Senator Chris Murphy, Democrat of Connecticut, said Mr. Barr’s performance demonstrated fealty to Mr. Trump. “Attorney General Barr is supposed to be the nation’s top impartial lawyer, not a White House spokesman,” he said. “His press conference was just an attempt to spin a report nobody has read yet, and that’s really disappointing.” Reporters circled for months around rumors of meetings between members of the Trump campaign, including Jeff Sessions, then a senator, and Sergey Kislyak, the Russian ambassador at the time, at the Mayflower Hotel in Washington and elsewhere. There were also lingering questions about why a portion of the Republican Party platform about Ukraine had changed during summer 2016. People involved in each had publicly denied any untoward behavior, and Mr. Mueller appears to have confirmed that the meetings were “non-substantive.” His assessment of the platform change is more nuanced, but ultimately did not “establish” the platform change had been directed by Mr. Trump or Russia.—Nicholas Fandos
Democratic presidential candidates quickly pounced on Mr. Barr as well. Senator Cory Booker of New Jersey, in a tweet, labeled the attorney general’s remarks as “spin.” Senator Elizabeth Warren of Massachusetts said it was a disgrace to see an Attorney General acting as if he’s the personal attorney and publicist for the president of the United States.” Senator Kirsten Gillibrand of New York called Mr. Barr’s news conference “a complete farce and an embarrassing display of propaganda on behalf of President Trump.” POSTED AT 11:52 AM
Katie Benner, Michael S. Schmidt, Eileen Sullivan, Michael Tackett and Noah Weiland contributed reporting. Several features of the conduct we investigated distinguish it from typical obstruction-of-justice cases. First, the investigation concerned the President, and some of his actions, such as firing the FBI director, involved facially lawful acts within his Article II authority, which raises constitutional issues discussed below. At the same time, the President’s position as the head of the Executive Branch provided him with unique and powerful means of influencing official proceedings, subordinate officers, and potential witnesses—all of which is relevant to a potential obstruction-of-justice analysis.
Mr. Mueller is saying that Mr. Trump’s powers as president were tied in with the actions he took that could have constituted obstruction, like ousting James B. Comey as F.B.I. director. This made building a case more difficult because Mr. Trump had the authority as president to take many of the actions that were scrutinized.— Michael S. Schmidt
POSTED AT 11:51 AM
On several occasions, the president directed aides not to publicly disclose the emails setting up the June 9 [2016] meeting, suggesting that the emails would not leak and that the number of lawyers with access to them should be limited. Before the emails became public, the president edited a press statement for Trump Jr. by deleting a line that acknowledged that the meeting was with ‘an individual who [Trump Jr.] was told might have information helpful to the campaign’ and instead said only the meeting was about adoptions of Russian children. When the press asked questions about the president’s involvement in Trump Jr.’s statement, the president’s personal lawyer repeatedly denied the president had played any role.

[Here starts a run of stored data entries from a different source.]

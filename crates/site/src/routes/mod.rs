//! HTTP route handlers for the form intake API.
//!
//! # Route Structure
//!
//! ```text
//! GET  /health                     - Liveness check
//!
//! # Submissions (public, rate limited)
//! POST /api/contact                - Contact form
//! POST /api/newsletter             - Newsletter signup
//! POST /api/job-applications       - Careers page application
//! POST /api/course-enrollments     - Courses page enrollment
//!
//! # Listings (admin, HTTP Basic)
//! GET  /api/contacts               - Contact messages, newest first
//! GET  /api/newsletters            - Newsletter subscribers, newest first
//! GET  /api/job-applications       - Job applications, newest first
//! GET  /api/course-enrollments     - Course enrollments, newest first
//! ```

pub mod admin;
pub mod careers;
pub mod contact;
pub mod courses;
pub mod newsletter;

use axum::{
    Json, Router,
    extract::rejection::JsonRejection,
    http::{HeaderValue, Method, header},
    middleware::from_fn,
    routing::{get, post},
};
use serde::Serialize;
use serde_json::Value;
use tower_http::cors::CorsLayer;
use tower_http::trace::TraceLayer;

use crate::middleware::{api_rate_limiter, request_id_middleware, security_headers_middleware};
use crate::state::AppState;
use crate::validation::{FieldError, ValidationErrors};

/// The JSON envelope returned by every endpoint except the listings.
#[derive(Debug, Serialize)]
pub struct ApiResponse {
    pub success: bool,
    pub message: String,
    #[serde(skip_serializing_if = "Option::is_none")]
    pub errors: Option<Vec<FieldError>>,
}

impl ApiResponse {
    /// A success envelope.
    #[must_use]
    pub fn ok(message: &str) -> Self {
        Self {
            success: true,
            message: message.to_string(),
            errors: None,
        }
    }

    /// A failure envelope without field detail.
    #[must_use]
    pub fn failure(message: &str) -> Self {
        Self {
            success: false,
            message: message.to_string(),
            errors: None,
        }
    }

    /// A validation failure envelope listing every violation.
    #[must_use]
    pub fn invalid(errors: Vec<FieldError>) -> Self {
        Self {
            success: false,
            message: "Validation failed".to_string(),
            errors: Some(errors),
        }
    }
}

/// Unwrap a JSON body, turning a malformed or mistyped body into a
/// validation failure on the payload itself.
pub(crate) fn read_payload(
    payload: Result<Json<Value>, JsonRejection>,
) -> Result<Value, ValidationErrors> {
    payload
        .map(|Json(value)| value)
        .map_err(|rejection| ValidationErrors::single("", rejection.body_text()))
}

/// Create the `/api` routes router.
pub fn api_routes() -> Router<AppState> {
    Router::new()
        .route("/contact", post(contact::submit))
        .route("/contacts", get(admin::list_contacts))
        .route("/newsletter", post(newsletter::subscribe))
        .route("/newsletters", get(admin::list_newsletter_subscribers))
        .route(
            "/job-applications",
            post(careers::apply).get(admin::list_job_applications),
        )
        .route(
            "/course-enrollments",
            post(courses::enroll).get(admin::list_course_enrollments),
        )
}

/// Build the complete application router.
///
/// Sentry layers are added by the binary so tests can run without a client.
pub fn app(state: AppState) -> Router {
    let mut api = api_routes();
    if state.config().rate_limit {
        api = api.layer(api_rate_limiter(state.config().trust_proxy_headers));
    }

    let mut router = Router::new()
        .route("/health", get(health))
        .nest("/api", api)
        .layer(from_fn(security_headers_middleware))
        .layer(from_fn(request_id_middleware))
        .layer(TraceLayer::new_for_http().make_span_with(make_request_span));

    if let Some(origin) = state.config().cors_origin.as_deref() {
        match HeaderValue::from_str(origin) {
            Ok(origin) => {
                router = router.layer(
                    CorsLayer::new()
                        .allow_origin(origin)
                        .allow_methods([Method::GET, Method::POST])
                        .allow_headers([header::CONTENT_TYPE, header::AUTHORIZATION]),
                );
            }
            Err(e) => {
                tracing::warn!(origin, error = %e, "Ignoring invalid CORS origin");
            }
        }
    }

    router.with_state(state)
}

/// Liveness health check endpoint.
///
/// Returns "ok" if the server is running.
async fn health() -> &'static str {
    "ok"
}

/// Root span for each request; `request_id` is filled in by the request ID middleware.
fn make_request_span(request: &axum::http::Request<axum::body::Body>) -> tracing::Span {
    tracing::info_span!(
        "request",
        method = %request.method(),
        uri = %request.uri(),
        request_id = tracing::field::Empty,
    )
}

#[cfg(test)]
#[allow(clippy::unwrap_used)]
mod tests {
    use axum::body::Body;
    use axum::http::{Request, StatusCode};
    use serde_json::json;
    use tower::ServiceExt;

    use super::*;
    use crate::config::SiteConfig;
    use crate::store::FormStore;

    #[test]
    fn test_ok_envelope_omits_errors() {
        let value = serde_json::to_value(ApiResponse::ok("Done")).unwrap();
        assert_eq!(value, json!({"success": true, "message": "Done"}));
    }

    #[test]
    fn test_invalid_envelope_lists_errors() {
        let errors = vec![FieldError::new("name", "Name is required")];
        let value = serde_json::to_value(ApiResponse::invalid(errors)).unwrap();
        assert_eq!(
            value,
            json!({
                "success": false,
                "message": "Validation failed",
                "errors": [{"field": "name", "message": "Name is required"}]
            })
        );
    }

    #[test]
    fn test_read_payload_passes_json_through() {
        let payload = read_payload(Ok(Json(json!({"email": "a@b.co"})))).unwrap();
        assert_eq!(payload["email"], "a@b.co");
    }

    #[tokio::test]
    async fn test_rate_limited_router_refuses_requests_without_client_ip() {
        let router = app(AppState::new(SiteConfig::default(), FormStore::new()));

        let response = router
            .oneshot(
                Request::post("/api/newsletter")
                    .header("content-type", "application/json")
                    .body(Body::from(r#"{"email":"a@b.co"}"#))
                    .unwrap(),
            )
            .await
            .unwrap();

        assert!(response.status().is_server_error());
    }

    fn forwarded_newsletter_request() -> Request<Body> {
        Request::post("/api/newsletter")
            .header("content-type", "application/json")
            .header("x-forwarded-for", "203.0.113.9")
            .body(Body::from(r#"{"email":"a@b.co"}"#))
            .unwrap()
    }

    #[tokio::test]
    async fn test_rate_limited_router_accepts_forwarded_client_behind_proxy() {
        let config = SiteConfig {
            trust_proxy_headers: true,
            ..SiteConfig::default()
        };
        let router = app(AppState::new(config, FormStore::new()));

        let response = router.oneshot(forwarded_newsletter_request()).await.unwrap();

        assert_eq!(response.status(), StatusCode::OK);
    }

    #[tokio::test]
    async fn test_rate_limited_router_ignores_forwarded_header_by_default() {
        let router = app(AppState::new(SiteConfig::default(), FormStore::new()));

        let response = router.oneshot(forwarded_newsletter_request()).await.unwrap();

        assert!(response.status().is_server_error());
    }
}
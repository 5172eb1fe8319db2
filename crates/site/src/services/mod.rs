//! Business logic services for the site.
//!
//! # Services
//!
//! - `auth` - Site user authentication (password, argon2)

pub mod auth;
//! Newtype IDs for type-safe entity references.
//!
//! Use the `define_id!` macro to create type-safe ID wrappers that prevent
//! accidentally mixing IDs from different entity types.

/// Macro to define a type-safe ID wrapper.
///
/// Creates a newtype wrapper around `i32` with:
/// - `Serialize`/`Deserialize` with `#[serde(transparent)]`
/// - `Debug`, `Clone`, `Copy`, `PartialEq`, `Eq`, `PartialOrd`, `Ord`, `Hash`
/// - Conversion methods: `new()`, `as_i32()`
/// - `From<i32>` and `Into<i32>` implementations
///
/// Ordering follows the underlying integer, which is the order in which the
/// store assigned the ids.
///
/// # Example
///
/// ```rust
/// # use codevente_core::define_id;
/// define_id!(ContactId);
/// define_id!(SubscriberId);
///
/// let contact_id = ContactId::new(1);
/// let subscriber_id = SubscriberId::new(1);
///
/// // These are different types, so this won't compile:
/// // let _: ContactId = subscriber_id;
/// ```
#[macro_export]
macro_rules! define_id {
    ($name:ident) => {
        #[derive(
            Debug,
            Clone,
            Copy,
            PartialEq,
            Eq,
            PartialOrd,
            Ord,
            Hash,
            ::serde::Serialize,
            ::serde::Deserialize
        )]
        #[serde(transparent)]
        pub struct $name(i32);

        impl $name {
            /// Create a new ID from an i32 value.
            #[must_use]
            pub const fn new(id: i32) -> Self {
                Self(id)
            }

            /// Get the underlying i32 value.
            #[must_use]
            pub const fn as_i32(&self) -> i32 {
                self.0
            }
        }

        impl ::core::fmt::Display for $name {
            fn fmt(&self, f: &mut ::core::fmt::Formatter<'_>) -> ::core::fmt::Result {
                write!(f, "{}", self.0)
            }
        }

        impl From<i32> for $name {
            fn from(id: i32) -> Self {
                Self(id)
            }
        }

        impl From<$name> for i32 {
            fn from(id: $name) -> Self {
                id.0
            }
        }
    };
}

// Submission entities
define_id!(ContactId);
define_id!(SubscriberId);
define_id!(JobApplicationId);
define_id!(EnrollmentId);

// Site users (admin access to the read endpoints)
define_id!(UserId);
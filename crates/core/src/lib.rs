//! CodeVente Core - Shared types library.
//!
//! This crate provides common types used across the CodeVente components:
//! - `site` - Form intake API backing the marketing website
//! - `integration-tests` - End-to-end tests driving the site router
//!
//! # Architecture
//!
//! The core crate contains only types - no I/O, no storage access,
//! no HTTP handling. This keeps it lightweight and allows it to be used anywhere.
//!
//! # Modules
//!
//! - [`types`] - Newtype wrappers for type-safe IDs and email addresses

#![cfg_attr(not(test), forbid(unsafe_code))]

pub mod types;

pub use types::*;
//! A single entity collection with its id counter.

use std::collections::BTreeMap;

use chrono::{DateTime, Utc};

/// Access to the server-assigned identity of a stored record.
pub trait Record: Clone {
    /// Raw id value, unique within the record's collection.
    fn raw_id(&self) -> i32;

    /// When the record was inserted.
    fn created_at(&self) -> DateTime<Utc>;
}

/// Records of one entity type keyed by id, plus the next id to hand out.
///
/// Creation timestamps never decrease within a table, even if the wall clock
/// steps backwards, so creation order and id order always agree.
///
/// Not synchronized on its own; [`FormStore`](super::FormStore) wraps each
/// table in a mutex so that id assignment and insertion happen together.
#[derive(Debug)]
pub struct Table<T> {
    next_id: i32,
    last_created_at: Option<DateTime<Utc>>,
    rows: BTreeMap<i32, T>,
}

impl<T> Default for Table<T> {
    fn default() -> Self {
        Self {
            next_id: 1,
            last_created_at: None,
            rows: BTreeMap::new(),
        }
    }
}

impl<T: Record> Table<T> {
    /// Assign the next id and the current time, build the record and insert it.
    ///
    /// Returns `None` without inserting if the id space is exhausted.
    pub fn insert_with(&mut self, build: impl FnOnce(i32, DateTime<Utc>) -> T) -> Option<T> {
        self.insert_at(Utc::now(), build)
    }

    /// Insert as if the clock read `now`, clamped to the last assigned timestamp.
    fn insert_at(
        &mut self,
        now: DateTime<Utc>,
        build: impl FnOnce(i32, DateTime<Utc>) -> T,
    ) -> Option<T> {
        let id = self.next_id;
        self.next_id = id.checked_add(1)?;

        let created_at = self.last_created_at.map_or(now, |last| last.max(now));
        self.last_created_at = Some(created_at);

        let record = build(id, created_at);
        self.rows.insert(id, record.clone());
        Some(record)
    }

    /// Look up a record by id.
    pub fn get(&self, id: i32) -> Option<&T> {
        self.rows.get(&id)
    }

    /// Iterate records in id order.
    pub fn iter(&self) -> impl Iterator<Item = &T> {
        self.rows.values()
    }

    /// Number of stored records.
    pub fn len(&self) -> usize {
        self.rows.len()
    }

    /// Whether the table has no records.
    pub fn is_empty(&self) -> bool {
        self.rows.is_empty()
    }

    /// All records, newest first.
    ///
    /// Sorted by creation time descending; records created within the same
    /// clock tick fall back to id descending.
    pub fn newest_first(&self) -> Vec<T> {
        let mut records: Vec<T> = self.rows.values().cloned().collect();
        records.sort_by(|a, b| {
            b.created_at()
                .cmp(&a.created_at())
                .then_with(|| b.raw_id().cmp(&a.raw_id()))
        });
        records
    }

    #[cfg(test)]
    pub(crate) fn set_next_id(&mut self, next_id: i32) {
        self.next_id = next_id;
    }
}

This confirms a New York Times report in July 2017 that disclosed that the president had helped draft the misleading statement made by his son Donald Trump Jr. and pushed for a version that did not reveal the true nature of the meeting. That The Times learned of the meeting at the time shook the president and was a key factor in what was a tumultuous summer for the White House.— Maggie Haberman
POSTED AT 11:48 AM
Both men believed the plan would require candidate Trump’s assent to succeed (were he to be elected president.) They also discussed the status of the Trump campaign and Manafort’s strategy for winning Democratic votes in Midwestern states.

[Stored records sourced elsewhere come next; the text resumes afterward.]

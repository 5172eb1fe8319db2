//! Job applications submitted from the careers page.

use chrono::{DateTime, Utc};
use serde::Serialize;
use serde_json::Value;

use codevente_core::{Email, JobApplicationId};

use crate::validation::{FieldRule, Schema, ValidationErrors, validate};

/// Field rules for `POST /api/job-applications`.
pub const JOB_APPLICATION_SCHEMA: Schema = &[
    FieldRule::text("firstName", 1, "First name is required"),
    FieldRule::text("lastName", 1, "Last name is required"),
    FieldRule::email("email"),
    FieldRule::optional_text("phone"),
    FieldRule::text("position", 1, "Position is required"),
    FieldRule::text("experience", 1, "Experience level is required"),
    FieldRule::text(
        "coverLetter",
        50,
        "Cover letter must be at least 50 characters long",
    ),
    FieldRule::optional_url("portfolioUrl"),
    FieldRule::optional_url("linkedinUrl"),
    FieldRule::optional_text("availability"),
    FieldRule::optional_text("salary"),
    FieldRule::flag("remote"),
];

/// A validated job application, not yet stored.
#[derive(Debug, Clone, PartialEq, Eq)]
pub struct NewJobApplication {
    pub first_name: String,
    pub last_name: String,
    pub email: Email,
    pub phone: Option<String>,
    pub position: String,
    pub experience: String,
    pub cover_letter: String,
    pub portfolio_url: Option<String>,
    pub linkedin_url: Option<String>,
    pub availability: Option<String>,
    pub salary: Option<String>,
    pub remote: bool,
}

impl NewJobApplication {
    /// Validate a raw job application payload.
    ///
    /// # Errors
    ///
    /// Returns every violated constraint.
    pub fn from_payload(payload: &Value) -> Result<Self, ValidationErrors> {
        let mut fields = validate(JOB_APPLICATION_SCHEMA, payload)?;

        Ok(Self {
            first_name: fields.text("firstName")?,
            last_name: fields.text("lastName")?,
            email: fields.email("email")?,
            phone: fields.optional_text("phone"),
            position: fields.text("position")?,
            experience: fields.text("experience")?,
            cover_letter: fields.text("coverLetter")?,
            portfolio_url: fields.optional_text("portfolioUrl"),
            linkedin_url: fields.optional_text("linkedinUrl"),
            availability: fields.optional_text("availability"),
            salary: fields.optional_text("salary"),
            remote: fields.flag("remote"),
        })
    }
}

/// A stored job application.
#[derive(Debug, Clone, PartialEq, Eq, Serialize)]
#[serde(rename_all = "camelCase")]
pub struct JobApplication {
    pub id: JobApplicationId,
    pub first_name: String,
    pub last_name: String,
    pub email: Email,
    pub phone: Option<String>,
    pub position: String,
    pub experience: String,
    pub cover_letter: String,
    pub portfolio_url: Option<String>,
    pub linkedin_url: Option<String>,
    pub availability: Option<String>,
    pub salary: Option<String>,
    pub remote: bool,
    pub created_at: DateTime<Utc>,
}

impl JobApplication {
    pub(crate) fn new(
        id: JobApplicationId,
        created_at: DateTime<Utc>,
        new: NewJobApplication,
    ) -> Self {
        Self {
            id,
            first_name: new.first_name,
            last_name: new.last_name,
            email: new.email,
            phone: new.phone,
            position: new.position,
            experience: new.experience,
            cover_letter: new.cover_letter,
            portfolio_url: new.portfolio_url,
            linkedin_url: new.linkedin_url,
            availability: new.availability,
            salary: new.salary,
            remote: new.remote,
            created_at,
        }
    }
}

#[cfg(test)]
#[allow(clippy::unwrap_used)]
mod tests {
    use serde_json::{Value, json};

    use super::*;

    fn payload(cover_letter: &str) -> Value {
        json!({
            "firstName": "Grace",
            "lastName": "Hopper",
            "email": "grace@example.com",
            "position": "Senior Rust Engineer",
            "experience": "10+ years",
            "coverLetter": cover_letter,
        })
    }

    #[test]
    fn test_cover_letter_length_boundary() {
        assert!(NewJobApplication::from_payload(&payload(&"x".repeat(50))).is_ok());

        let errors = NewJobApplication::from_payload(&payload(&"x".repeat(49))).unwrap_err();
        assert_eq!(errors.errors().len(), 1);
        assert_eq!(errors.errors()[0].field, "coverLetter");
    }

    #[test]
    fn test_defaults_for_omitted_optionals() {
        let app = NewJobApplication::from_payload(&payload(&"x".repeat(60))).unwrap();
        assert_eq!(app.phone, None);
        assert_eq!(app.portfolio_url, None);
        assert_eq!(app.availability, None);
        assert!(!app.remote);
    }

    #[test]
    fn test_empty_urls_pass() {
        let mut body = payload(&"x".repeat(60));
        body["portfolioUrl"] = json!("");
        body["linkedinUrl"] = json!("");

        let app = NewJobApplication::from_payload(&body).unwrap();
        assert_eq!(app.portfolio_url, None);
        assert_eq!(app.linkedin_url, None);
    }

    #[test]
    fn test_invalid_urls_are_all_reported() {
        let mut body = payload(&"x".repeat(60));
        body["portfolioUrl"] = json!("portfolio");
        body["linkedinUrl"] = json!("linkedin dot com");

        let errors = NewJobApplication::from_payload(&body).unwrap_err();
        let fields: Vec<&str> = errors.errors().iter().map(|e| e.field.as_str()).collect();
        assert_eq!(fields, ["portfolioUrl", "linkedinUrl"]);
    }

    #[test]
    fn test_valid_urls_are_kept_verbatim() {
        let mut body = payload(&"x".repeat(60));
        body["linkedinUrl"] = json!("https://linkedin.com/in/grace");
        body["remote"] = json!(true);

        let app = NewJobApplication::from_payload(&body).unwrap();
        assert_eq!(app.linkedin_url.as_deref(), Some("https://linkedin.com/in/grace"));
        assert!(app.remote);
    }

    #[test]
    fn test_empty_payload_reports_every_required_field() {
        let errors = NewJobApplication::from_payload(&json!({})).unwrap_err();
        let fields: Vec<&str> = errors.errors().iter().map(|e| e.field.as_str()).collect();
        assert_eq!(
            fields,
            ["firstName", "lastName", "email", "position", "experience", "coverLetter"]
        );
    }
}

This suggests that Russia was trying to influence the Trump campaign to support a plan that would have allowed Russia to control part of eastern Ukraine, which would have been a huge victory for the Kremlin. Mr. Manafort had shared internal campaign polling data with the Russian associate before their Aug. 2, 2016, meeting — and for some period afterward, the report said.— Sharon LaFraniere
POSTED AT 11:44 AM
In early summer 2017, the president called Sessions at home and again asked him to reverse his recusal from the Russia investigation.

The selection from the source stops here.